With the entries below as the source, tally the lines that contain the string "decoded" and give the number only.

[Data items]
>>>

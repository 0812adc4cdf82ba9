//! Conversion of `.fon` executables and raw `.fnt` records into [`EncodedFont`]s.

use core::{error, fmt};

use anyhow::{Context, Result, bail};
use font::{
    codec::{CorruptStream, EncodeError, EncodedFont, encode},
    fnt::{FontRecord, RecordError, SUPPORTED_VERSION},
    glyph::GlyphAtlas,
};
use tracing::{debug, info, warn};

use crate::ne;

/// Options controlling [`convert_file()`].
#[derive(Clone, Copy, Debug, Default, Hash, PartialEq, Eq)]
pub struct ConvertOptions {
    /// Decode every encoded font again and compare it against the reconstructed glyphs.
    pub verify: bool,
    /// Fail the whole conversion if any font fails instead of skipping it.
    pub strict: bool,
}

/// A single successfully converted font.
#[derive(Clone, Debug, PartialEq, Eq)]
pub struct ConvertedFont {
    /// The index of the font resource in the input file.
    pub index: usize,
    /// The face name stored in the font record.
    pub face_name: Option<String>,
    /// The first character code with a glyph.
    pub first_char: u8,
    /// The last character code with a glyph.
    pub last_char: u8,
    /// The reconstructed glyphs.
    pub atlas: GlyphAtlas,
    /// The encoded glyphs.
    pub encoded: EncodedFont,
}

/// Returns every font record in `file`.
///
/// `file` is either a raw font record, recognized by its leading version, or an NE executable
/// holding font resources.
///
/// # Errors
///
/// Returns an error if `file` is not a valid NE executable.
pub fn font_records(file: &[u8]) -> Result<Vec<&[u8]>> {
    if file.starts_with(&SUPPORTED_VERSION.to_le_bytes()) {
        debug!("input is a raw font record");
        return Ok(vec![file]);
    }

    let records = ne::font_resources(file).context("failed to locate font resources")?;
    debug!(count = records.len(), "located font resources");
    Ok(records)
}

/// Reconstructs and encodes the font record `record`, found at `index` in its file.
///
/// # Errors
///
/// - [`ConvertError::Record`]: The record is malformed or truncated.
/// - [`ConvertError::Encode`]: The reconstructed glyphs could not be encoded.
/// - [`ConvertError::Decode`] and [`ConvertError::RoundTripMismatch`]: `verify` was requested
///   and decoding did not reproduce the reconstructed glyphs.
pub fn convert_record(
    index: usize,
    record: &[u8],
    verify: bool,
) -> Result<ConvertedFont, ConvertError> {
    let record = FontRecord::parse(record)?;
    let header = record.header();
    let face_name = record.face_name().map(str::to_owned);
    debug!(
        index,
        face = face_name.as_deref().unwrap_or_default(),
        points = header.points,
        height = header.pix_height,
        max_width = header.max_width,
        first_char = header.first_char,
        last_char = header.last_char,
        "parsed font record"
    );

    let (atlas, widths) = record.reconstruct()?;
    let encoded = encode(&atlas, &widths)?;

    if verify {
        let decoded = encoded.decode(widths.glyph_count())?;
        if decoded != atlas {
            return Err(ConvertError::RoundTripMismatch);
        }
        debug!(index, "round trip verified");
    }

    Ok(ConvertedFont {
        index,
        face_name,
        first_char: header.first_char,
        last_char: header.last_char,
        atlas,
        encoded,
    })
}

/// Converts every font record in `file`.
///
/// Fonts that fail to convert are logged and skipped unless [`ConvertOptions::strict`] is set.
///
/// # Errors
///
/// Returns an error if `file` holds no font records, if no font could be converted, or if a font
/// failed while [`ConvertOptions::strict`] is set.
pub fn convert_file(file: &[u8], options: ConvertOptions) -> Result<Vec<ConvertedFont>> {
    let records = font_records(file)?;
    if records.is_empty() {
        bail!("input contains no font resources");
    }

    let total = records.len();
    let mut fonts = Vec::with_capacity(total);
    for (index, record) in records.into_iter().enumerate() {
        match convert_record(index, record, options.verify) {
            Ok(font) => {
                info!(
                    index,
                    face = font.face_name.as_deref().unwrap_or_default(),
                    glyphs = font.atlas.glyph_count(),
                    variable_width = font.encoded.is_variable_width(),
                    encoded_bytes = font.encoded.encoded_len(),
                    "converted font"
                );
                fonts.push(font);
            }
            Err(error) if options.strict => {
                return Err(error).with_context(|| format!("failed to convert font {index}"));
            }
            Err(error) => warn!(index, %error, "skipping font"),
        }
    }

    if fonts.is_empty() {
        bail!("none of the {total} font resources could be converted");
    }

    Ok(fonts)
}

/// Various errors that can occur while converting a single font record.
#[derive(Clone, Copy, Debug, PartialEq, Eq)]
pub enum ConvertError {
    /// The font record could not be read.
    Record(RecordError),
    /// The reconstructed glyphs could not be encoded.
    Encode(EncodeError),
    /// The encoded glyphs could not be decoded.
    Decode(CorruptStream),
    /// The decoded glyphs differ from the reconstructed glyphs.
    RoundTripMismatch,
}

impl From<RecordError> for ConvertError {
    fn from(value: RecordError) -> Self {
        Self::Record(value)
    }
}

impl From<EncodeError> for ConvertError {
    fn from(value: EncodeError) -> Self {
        Self::Encode(value)
    }
}

impl From<CorruptStream> for ConvertError {
    fn from(value: CorruptStream) -> Self {
        Self::Decode(value)
    }
}

impl fmt::Display for ConvertError {
    fn fmt(&self, f: &mut fmt::Formatter<'_>) -> fmt::Result {
        match self {
            Self::Record(error) => write!(f, "{error}"),
            Self::Encode(error) => write!(f, "failed to encode glyphs: {error}"),
            Self::Decode(error) => write!(f, "failed to decode encoded glyphs: {error}"),
            Self::RoundTripMismatch => write!(f, "decoded glyphs differ from the original glyphs"),
        }
    }
}

impl error::Error for ConvertError {
    fn source(&self) -> Option<&(dyn error::Error + 'static)> {
        match self {
            Self::Record(error) => Some(error),
            Self::Encode(error) => Some(error),
            Self::Decode(error) => Some(error),
            Self::RoundTripMismatch => None,
        }
    }
}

<<<

Solution below
5